## Stored data:
※
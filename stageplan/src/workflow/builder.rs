//! Workflow builder with validation.

use super::{FeatureSpec, StageSpec, WorkflowGraph, WorkflowSpec};
use crate::core::{Feature, FeatureId, Stage, StageId, StageKind};
use crate::errors::{codes, WorkflowValidationError};
use std::collections::HashMap;

/// A stage whose input names are not resolved yet.
#[derive(Debug, Clone)]
struct PendingStage {
    name: String,
    kind: StageKind,
    inputs: Vec<String>,
    outputs: Vec<FeatureId>,
}

/// Builder for creating validated workflow graphs.
///
/// Stages may consume features declared after them; names are resolved in
/// [`build`](Self::build). Dependency cycles are not rejected here, they are
/// reported by the planner.
#[derive(Debug, Clone)]
pub struct WorkflowBuilder {
    /// The workflow name.
    name: String,
    /// Stages in insertion order.
    stages: Vec<PendingStage>,
    /// Features in declaration order.
    features: Vec<Feature>,
    stage_names: HashMap<String, StageId>,
    feature_names: HashMap<String, FeatureId>,
}

impl WorkflowBuilder {
    /// Creates a new workflow builder.
    #[must_use]
    pub fn new(name: impl Into<String>) -> Self {
        Self {
            name: name.into(),
            stages: Vec::new(),
            features: Vec::new(),
            stage_names: HashMap::new(),
            feature_names: HashMap::new(),
        }
    }

    /// Creates a builder populated from a workflow definition.
    ///
    /// Raw features are declared first, then stages in definition order.
    ///
    /// # Errors
    ///
    /// Returns the first validation error encountered.
    pub fn from_spec(spec: WorkflowSpec) -> Result<Self, WorkflowValidationError> {
        let mut builder = Self::new(spec.name);
        for feature in spec.raw_features {
            builder.add_raw_feature(feature)?;
        }
        for stage in spec.stages {
            builder.add_stage_spec(stage)?;
        }
        Ok(builder)
    }

    /// Declares a raw feature together with its generator stage.
    ///
    /// # Errors
    ///
    /// Returns an error if the name is blank or already taken.
    pub fn raw_feature(mut self, feature: FeatureSpec) -> Result<Self, WorkflowValidationError> {
        self.add_raw_feature(feature)?;
        Ok(self)
    }

    /// Adds a stage to the workflow.
    ///
    /// # Errors
    ///
    /// Returns an error if validation fails (blank name, duplicate stage or
    /// output feature, no outputs).
    pub fn stage(mut self, spec: StageSpec) -> Result<Self, WorkflowValidationError> {
        self.add_stage_spec(spec)?;
        Ok(self)
    }

    /// Declares a raw feature in place.
    ///
    /// # Errors
    ///
    /// Returns an error if the name is blank or already taken.
    pub fn add_raw_feature(&mut self, feature: FeatureSpec) -> Result<FeatureId, WorkflowValidationError> {
        feature.validate()?;
        let generator = StageSpec::new(format!("{}_generator", feature.name), StageKind::Generator)
            .with_output(feature);
        let outputs = self.add_stage_spec(generator)?;
        Ok(outputs[0])
    }

    /// Adds a stage in place and returns the ids of its outputs.
    ///
    /// # Errors
    ///
    /// Returns an error if validation fails.
    pub fn add_stage_spec(&mut self, spec: StageSpec) -> Result<Vec<FeatureId>, WorkflowValidationError> {
        spec.validate()?;

        if self.stage_names.contains_key(&spec.name) {
            return Err(WorkflowValidationError::new(
                codes::DUPLICATE_STAGE,
                format!("Stage '{}' is declared more than once", spec.name),
            )
            .with_stages(vec![spec.name.clone()]));
        }

        let stage_id = StageId(self.stages.len());
        for (position, output) in spec.outputs.iter().enumerate() {
            let clashes_existing = self.feature_names.get(&output.name).map(|id| {
                let producer = self.features[id.0].producer;
                self.stages[producer.0].name.clone()
            });
            let clashes_sibling = spec.outputs[..position].iter().any(|o| o.name == output.name);

            if clashes_existing.is_some() || clashes_sibling {
                let mut stages = vec![spec.name.clone()];
                stages.extend(clashes_existing);
                return Err(WorkflowValidationError::new(
                    codes::DUPLICATE_FEATURE,
                    format!("Feature '{}' is produced by more than one stage", output.name),
                )
                .with_stages(stages)
                .with_context_entry("feature", output.name.clone()));
            }
        }

        let mut outputs = Vec::with_capacity(spec.outputs.len());
        for output in spec.outputs {
            let id = FeatureId(self.features.len());
            self.feature_names.insert(output.name.clone(), id);
            self.features.push(Feature {
                id,
                name: output.name,
                value_type: output.value_type,
                is_response: output.is_response,
                producer: stage_id,
            });
            outputs.push(id);
        }

        self.stage_names.insert(spec.name.clone(), stage_id);
        self.stages.push(PendingStage {
            name: spec.name,
            kind: spec.kind,
            inputs: spec.inputs,
            outputs: outputs.clone(),
        });

        Ok(outputs)
    }

    /// Builds the immutable workflow graph.
    ///
    /// # Errors
    ///
    /// Returns an error if the workflow has no features or a stage reads an
    /// undeclared feature.
    pub fn build(self) -> Result<WorkflowGraph, WorkflowValidationError> {
        if self.features.is_empty() {
            return Err(WorkflowValidationError::new(
                codes::EMPTY,
                format!("Workflow '{}' declares no features", self.name),
            ));
        }

        let mut stages = Vec::with_capacity(self.stages.len());
        for (index, pending) in self.stages.into_iter().enumerate() {
            let mut inputs = Vec::with_capacity(pending.inputs.len());
            for input in &pending.inputs {
                let id = self.feature_names.get(input).copied().ok_or_else(|| {
                    WorkflowValidationError::new(
                        codes::MISSING_FEATURE,
                        format!("Stage '{}' reads unknown feature '{}'", pending.name, input),
                    )
                    .with_stages(vec![pending.name.clone()])
                    .with_context_entry("feature", input.clone())
                })?;
                inputs.push(id);
            }
            stages.push(Stage {
                id: StageId(index),
                name: pending.name,
                inputs,
                outputs: pending.outputs,
                kind: pending.kind,
            });
        }

        Ok(WorkflowGraph::new(self.name, stages, self.features))
    }

    /// Returns the workflow name.
    #[must_use]
    pub fn name(&self) -> &str {
        &self.name
    }

    /// Returns the number of stages, generators included.
    #[must_use]
    pub fn stage_count(&self) -> usize {
        self.stages.len()
    }
}

#[cfg(test)]
#[allow(clippy::unwrap_used)]
mod tests {
    use super::*;
    use crate::core::{FeatureType, ValidationScheme};

    fn with_raw() -> WorkflowBuilder {
        WorkflowBuilder::new("test")
            .raw_feature(FeatureSpec::predictor("age", FeatureType::Real))
            .unwrap()
            .raw_feature(FeatureSpec::response("label", FeatureType::RealNN))
            .unwrap()
    }

    #[test]
    fn test_builder_creation() {
        let builder = WorkflowBuilder::new("test");
        assert_eq!(builder.name(), "test");
        assert_eq!(builder.stage_count(), 0);
    }

    #[test]
    fn test_raw_feature_creates_generator() {
        let graph = with_raw().build().unwrap();
        let generator = graph.stage_by_name("age_generator").unwrap();

        assert!(generator.is_generator());
        assert!(generator.inputs().is_empty());
        assert_eq!(graph.feature(generator.outputs()[0]).unwrap().name(), "age");
        assert!(graph.feature_by_name("label").unwrap().is_response());
    }

    #[test]
    fn test_builder_with_stages() {
        let graph = with_raw()
            .stage(
                StageSpec::model_selector("selector", ValidationScheme::cross_validation(3))
                    .with_inputs(["label", "age"])
                    .with_output(FeatureSpec::predictor("prediction", FeatureType::Prediction)),
            )
            .unwrap()
            .build()
            .unwrap();

        let selector = graph.stage_by_name("selector").unwrap();
        assert_eq!(selector.id(), StageId(2));
        assert_eq!(selector.inputs().len(), 2);
        assert_eq!(graph.model_selectors().count(), 1);
    }

    #[test]
    fn test_forward_reference_resolved_at_build() {
        let graph = with_raw()
            .stage(
                StageSpec::transformer("late_reader", "identity")
                    .with_input("derived")
                    .with_output(FeatureSpec::predictor("copy", FeatureType::Real)),
            )
            .unwrap()
            .stage(
                StageSpec::transformer("producer", "square")
                    .with_input("age")
                    .with_output(FeatureSpec::predictor("derived", FeatureType::Real)),
            )
            .unwrap()
            .build()
            .unwrap();

        let reader = graph.stage_by_name("late_reader").unwrap();
        assert_eq!(graph.feature(reader.inputs()[0]).unwrap().name(), "derived");
    }

    #[test]
    fn test_builder_missing_feature() {
        let err = with_raw()
            .stage(
                StageSpec::transformer("t", "op")
                    .with_input("missing")
                    .with_output(FeatureSpec::predictor("out", FeatureType::Real)),
            )
            .unwrap()
            .build()
            .unwrap_err();

        assert_eq!(err.code(), codes::MISSING_FEATURE);
        assert_eq!(err.error_info.context.get("feature"), Some(&"missing".to_string()));
    }

    #[test]
    fn test_builder_duplicate_stage() {
        let spec = StageSpec::transformer("t", "op")
            .with_input("age")
            .with_output(FeatureSpec::predictor("out", FeatureType::Real));
        let err = with_raw()
            .stage(spec.clone())
            .unwrap()
            .stage(spec.with_output(FeatureSpec::predictor("other", FeatureType::Real)))
            .unwrap_err();

        assert_eq!(err.code(), codes::DUPLICATE_STAGE);
    }

    #[test]
    fn test_builder_duplicate_feature() {
        let err = with_raw()
            .stage(
                StageSpec::transformer("t", "op")
                    .with_input("age")
                    .with_output(FeatureSpec::predictor("label", FeatureType::Real)),
            )
            .unwrap_err();

        assert_eq!(err.code(), codes::DUPLICATE_FEATURE);
        assert_eq!(err.stages, vec!["t".to_string(), "label_generator".to_string()]);

        let sibling = with_raw()
            .stage(
                StageSpec::transformer("t", "op")
                    .with_input("age")
                    .with_output(FeatureSpec::predictor("x", FeatureType::Real))
                    .with_output(FeatureSpec::predictor("x", FeatureType::Real)),
            )
            .unwrap_err();
        assert_eq!(sibling.code(), codes::DUPLICATE_FEATURE);
    }

    #[test]
    fn test_builder_empty_build() {
        let err = WorkflowBuilder::new("test").build().unwrap_err();
        assert_eq!(err.code(), codes::EMPTY);
    }

    #[test]
    fn test_builder_from_spec() {
        let spec = WorkflowSpec {
            name: "from-spec".to_string(),
            raw_features: vec![FeatureSpec::predictor("x", FeatureType::Real)],
            stages: vec![StageSpec::transformer("double", "scale")
                .with_input("x")
                .with_output(FeatureSpec::predictor("x2", FeatureType::Real))],
        };

        let graph = WorkflowBuilder::from_spec(spec).unwrap().build().unwrap();
        assert_eq!(graph.name(), "from-spec");
        assert_eq!(graph.stage_count(), 2);
    }
}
※
## Your objective:
Which lines of the records above contain the word "than"? Report each one in full.

## Solution for this task:
                format!("Stage '{}' is declared more than once", spec.name),
                    format!("Feature '{}' is produced by more than one stage", output.name),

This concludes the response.